Micelles are a promising drug delivery vehicle for drugs and genetic materials. These core-shell self-assemblies can also be tailored to increase the solubility of poorly water-soluble drugs just as protect labile hydrophilic drugs from premature degradation. Because of their nanometer size and hydrated outer layer, micelles can prolong the circulation time of an encapsulated drug and passively accumulate at tumor sites, thereby reducing its systemic toxicity and enhancing its efficacy. Micelles that actively target tissues can also be prepared by utilizing stimuli-responsive components or by attaching recognition groups at their surface. It is also important that the polymeric carriers need to be stable and retain the encapsulated drug long enough for any of these applications to be achievable. To meet this purpose, both the thermodynamic stability and kinetic stability of the micelles can be improved by varying the nature of the hydrophobic block, increasing the hydrophobic/hydrophilic balance, increasing the hydrophobic block length or by accommodating hydrophobic molecules in the core.

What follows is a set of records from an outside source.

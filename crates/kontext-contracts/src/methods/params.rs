use serde_json::{Map, Number, Value};

use super::registry::{MethodSpec, ParamKind, ParamSpec};

/// Builds the method-specific request parameters: every declared parameter is
/// present, overrides are coerced to the declared type and clamped, and keys the
/// method does not declare are dropped.
pub fn resolve_params(method: &MethodSpec, overrides: &Map<String, Value>) -> Map<String, Value> {
    let mut resolved = Map::new();
    for param in &method.params {
        let value = overrides
            .get(&param.name)
            .and_then(|raw| coerce(param, raw))
            .unwrap_or_else(|| default_value(param));
        resolved.insert(param.name.clone(), value);
    }
    resolved
}

pub fn default_value(param: &ParamSpec) -> Value {
    match &param.kind {
        ParamKind::Float { default, .. } => float_value(*default),
        ParamKind::Int { default, .. } => Value::from(*default),
        ParamKind::Choice { default, .. } => Value::String(default.clone()),
        ParamKind::Flag { default } => Value::Bool(*default),
    }
}

fn coerce(param: &ParamSpec, raw: &Value) -> Option<Value> {
    match &param.kind {
        ParamKind::Float { min, max, .. } => {
            value_as_f64(raw).map(|value| float_value(value.clamp(*min, *max)))
        }
        ParamKind::Int { min, max, .. } => {
            value_as_i64(raw).map(|value| Value::from(value.clamp(*min, *max)))
        }
        ParamKind::Choice { options, .. } => {
            let text = match raw {
                Value::String(value) => value.trim().to_string(),
                Value::Number(value) => value.to_string(),
                _ => return None,
            };
            options
                .iter()
                .find(|option| option.eq_ignore_ascii_case(&text))
                .map(|option| Value::String(option.clone()))
        }
        ParamKind::Flag { .. } => value_as_bool(raw).map(Value::Bool),
    }
}

fn float_value(value: f64) -> Value {
    Number::from_f64(value)
        .map(Value::Number)
        .unwrap_or(Value::Null)
}

fn value_as_f64(value: &Value) -> Option<f64> {
    match value {
        Value::Number(number) => number.as_f64(),
        Value::String(text) => text.trim().parse::<f64>().ok(),
        _ => None,
    }
    .filter(|value| value.is_finite())
}

fn value_as_i64(value: &Value) -> Option<i64> {
    match value {
        Value::Number(number) => number
            .as_i64()
            .or_else(|| number.as_f64().map(|value| value.trunc() as i64)),
        Value::String(text) => {
            let trimmed = text.trim();
            trimmed
                .parse::<i64>()
                .ok()
                .or_else(|| trimmed.parse::<f64>().ok().map(|value| value.trunc() as i64))
        }
        _ => None,
    }
}

fn value_as_bool(value: &Value) -> Option<bool> {
    match value {
        Value::Bool(flag) => Some(*flag),
        Value::Number(number) => number.as_i64().map(|value| value != 0),
        Value::String(text) => match text.trim().to_ascii_lowercase().as_str() {
            "1" | "true" | "yes" | "on" => Some(true),
            "0" | "false" | "no" | "off" => Some(false),
            _ => None,
        },
        _ => None,
    }
}
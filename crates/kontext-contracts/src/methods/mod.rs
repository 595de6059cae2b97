mod params;
mod registry;
mod selectors;

pub use params::{default_value, resolve_params};
pub use registry::{
    MethodRegistry, MethodSpec, ParamKind, ParamSpec, ASPECT_RATIOS, DEFAULT_METHOD,
};
pub use selectors::{MethodSelection, MethodSelector};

In addition, micelle stabilization can also be achieved by cross-linking either the core or the corona of preformed micelles, by preparing crystalline micelles or by designing intrinsically stable unimolecular polymeric micelles (UPM). The parameters affecting micelle stability, however, need to be carefully optimized with respect to their influence on the extent of drug solubilization and drug release kinetics. Much progress has been achieved to modulate the stability and stimuli responsiveness of PM in vitro, while, these strategies still remain to be tested in vivo to demonstrate real control over the pharmacological properties of the encapsulated drugs. With the structural requirements for micelle stability and drug release are still under conflict, future work should focus on the development and clinical application of multifunctional micelles capable of delivering drugs at target sites in a controlled/triggered fashion.